招待講演は全部YouTubeに上がってるのでここで見ることができる。画質も音質も綺麗で素晴らしい!
バラバシ「Impact = Luck x Skill」
で、いろんな人の話を聞いたんだけど、バラバシの招待講演がダントツで一番面白かった!スケールフリーの話とかするのかな―と思ってたけど全然違う話だった。
論文がどれだけ引用されるかはたった一つのパラメータで決まる
よく言われるように、インパクトファクターは引用数の良い指標とはいえない。インパクトファクターの高い論文誌で論文を発表しても、個々の論文の引用数にはかなりの開きがある。実際、Natureなどの良い論文誌で発表された論文でもその大半は 一度も 引用されない。
バラバシたちは全ての論文は全く同じルールにしたがって引用されていくことを発見した。全ての論文は発表されてから徐々に引用されやすくなり、ピークを迎えた後に引用のされやすさが減少していく。この引用の時系列のモデルのパラメータは以下の三つ
- Fitness: 論文の質を表すパラメータで、ピーク時にどれだけ多くの引用を集めるか。
- Immediacy: 発表されてすぐに引用をたくさん集めるのか、徐々に集めるのか。引用されるピークはいつかというパラメータ。
- Longevity: 引用のピークを過ぎた後にどれくらい早く引用されやすさが減少していくか。
人が見ると全く違うカーブに見える引用の時系列を持つ論文でもこのモデルで表現できる。

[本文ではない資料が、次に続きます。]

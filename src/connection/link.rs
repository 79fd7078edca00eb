//! Shared handle to one live transport link

use std::sync::Arc;
use tokio_util::sync::CancellationToken;

/// Close signal shared by the reader and writer of one link
///
/// Closing is idempotent and wakes every pending read or write on the link;
/// the socket itself is released once both halves have been dropped.
#[derive(Debug, Clone)]
pub struct Link {
    closed: CancellationToken,
    peer: Arc<str>,
}

impl Link {
    pub fn new(peer: impl Into<Arc<str>>) -> Self {
        Self {
            closed: CancellationToken::new(),
            peer: peer.into(),
        }
    }

    /// Description of the remote end
    pub fn peer(&self) -> &str {
        &self.peer
    }

    pub fn close(&self) {
        self.closed.cancel();
    }

    pub fn is_closed(&self) -> bool {
        self.closed.is_cancelled()
    }

    /// Resolves once the link has been closed
    pub async fn closed(&self) {
        self.closed.cancelled().await
    }
}

#[cfg(test)]
mod tests {
    use super::*;

    #[tokio::test]
    async fn test_close_wakes_waiters() {
        let link = Link::new("memory");
        let waiter = link.clone();
        let task = tokio::spawn(async move { waiter.closed().await });

        assert!(!link.is_closed());
        link.close();
        link.close();

        task.await.expect("waiter finished");
        assert!(link.is_closed());
        assert_eq!(link.peer(), "memory");
    }
}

実際、インパクトファクターも分野もぜんぜん違う論文誌でも綺麗に同じモデルで表現できた。
たしかに引用数のカーブはカオス的だけど、これは個々の論文の性質ではなくて、我々がどうその論文を認識するかという問題なので、collective behavior、つまりモデル化しやすいということらしい。
で、この時系列のモデルは三つのパラメータを持つけど、論文が生涯でどれだけの引用数を得るかは結局たったひとつのパラメータで表される。
それが fitness だった。
Impact = Luck x Skill
研究者のキャリアについての話で、ここが最高に面白かった。
ある研究者が発表した論文のインパクト(引用数)は、LuckとSkillによって完全に決まる。Luckは どの研究者に対しても同じ で、論文を発表するたびに一様分布からサンプルされて決まる。Skillは研究者ごとに異なるが、 ある研究者のSkillは生涯変化しない 。

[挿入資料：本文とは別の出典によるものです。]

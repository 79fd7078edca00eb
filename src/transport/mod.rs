pub mod rfcomm;
pub mod tcp;
pub mod traits;

#[cfg(test)]
pub(crate) mod memory;

pub use rfcomm::{RfcommAdapter, RfcommConfig, RfcommTransportStream};
pub use tcp::{TcpAdapter, TcpTransportStream};
pub use traits::{LinkAdapter, TransportStream};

直感的には、良いテーマに巡り会えるかどうかはランダムに決まるが、それを良い研究にするかどうかはその研究者のスキルで決まるということらしい。つまりは、その研究者が成功するかどうかはSkillパラメータで完全に決まっている。そして、Skillパラメータはその研究者が初めて論文を発表してから10年間のデータでとても高い精度で推定できるらしい。つまり 10年間ろくな成果も出せなかった人は今後も良い成果を出せない可能性が非常に高い! やばい、あと4年だ。
共著者のうちだれがノーベル賞を取るか?
ノーベル賞というのはある論文に対して与えられる。でもかならず第一著者に対して与えられるわけじゃない。じゃあ誰が受賞するのか。委員会が決め方を明に公開しているわけじゃないので、それを予測するアルゴリズムを作ったらしい。

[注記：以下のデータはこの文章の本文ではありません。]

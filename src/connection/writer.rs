//! Writer loop draining the outbound queue onto the link

use super::event::Notifier;
use super::link::Link;
use super::queue::{Outbound, QueueError, QueueReceiver, QueueSender};
use bt_client_shared::ErrorKind;
use bytes::Bytes;
use std::io;
use tokio::io::{AsyncWrite, AsyncWriteExt};
use tracing::{debug, error};

/// Cloneable producer handle for a running writer
#[derive(Debug, Clone)]
pub struct WriterHandle {
    queue: QueueSender,
}

impl WriterHandle {
    pub fn new(queue: QueueSender) -> Self {
        Self { queue }
    }

    /// Queue a payload for the link
    pub fn enqueue(&self, payload: &str) -> Result<(), QueueError> {
        if payload.is_empty() {
            return Err(QueueError::EmptyPayload);
        }
        self.queue
            .push(Outbound::Payload(Bytes::copy_from_slice(payload.as_bytes())))
    }

    /// Ask the writer to exit once everything queued before this call is written
    ///
    /// Items queued afterwards are never written. A bounded queue that is full
    /// rejects the request with [`QueueError::Full`].
    pub fn cancel(&self) -> Result<(), QueueError> {
        self.queue.push(Outbound::Terminate)
    }
}

/// Drains queued payloads to the output half of a link
pub struct Writer<W> {
    output: W,
    queue: QueueReceiver,
    link: Link,
    events: Notifier,
}

impl<W: AsyncWrite + Unpin + Send + 'static> Writer<W> {
    pub fn new(output: W, queue: QueueReceiver, link: Link, events: Notifier) -> Self {
        Self {
            output,
            queue,
            link,
            events,
        }
    }

    /// Run until terminated, the link closes, or a write fails
    pub async fn run(mut self) {
        if let Err(e) = self.drain().await {
            error!("[WRITE] Write to {} failed: {}", self.link.peer(), e);
            self.events.error_with(ErrorKind::Exception, e.to_string());
            // Wakes the paired reader, which owns reconnection
            self.link.close();
        }

        if let Err(e) = self.output.shutdown().await {
            debug!("[WRITE] Output shutdown: {}", e);
        }
        debug!("[WRITE] Writer for {} exited", self.link.peer());
    }

    async fn drain(&mut self) -> io::Result<()> {
        loop {
            let item = tokio::select! {
                biased;
                item = self.queue.take() => item,
                _ = self.link.closed() => return Ok(()),
            };

            let bytes = match item {
                Some(Outbound::Payload(bytes)) => bytes,
                Some(Outbound::Terminate) | None => return Ok(()),
            };

            tokio::select! {
                result = write_payload(&mut self.output, &bytes) => result?,
                _ = self.link.closed() => return Ok(()),
            }
        }
    }
}

async fn write_payload<W: AsyncWrite + Unpin>(output: &mut W, bytes: &[u8]) -> io::Result<()> {
    output.write_all(bytes).await?;
    output.flush().await
}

結論から言えば その後も同じテーマで研究を続けた人に与えられる 。面白かったのは、分析の過程で著者順の情報は一切使ってないこと。使ってないというか、ノーベル賞を受賞するかどうかには全く寄与していないということ。第一著者だろうが第n著者だろうがどの程度貢献したかは外の人にはわからないしね。
ICWSM2015で発表した
ICWSM2015で発表してきた。タイトルは"Patterns in Interactive Tagging Networks"。2年前にポスター発表していて、今回はフルペーパーで発表できた。この会議は面白いから今後も参加したいなー。
今回の発表は初めての「分析しました論文」だった。WWW2015での発表でも使ったデータと同じもの(規模は違う)を使って、Twitterにおけるユーザのタグ付け関係(リストをタグとみなした)について基礎的な分析をした。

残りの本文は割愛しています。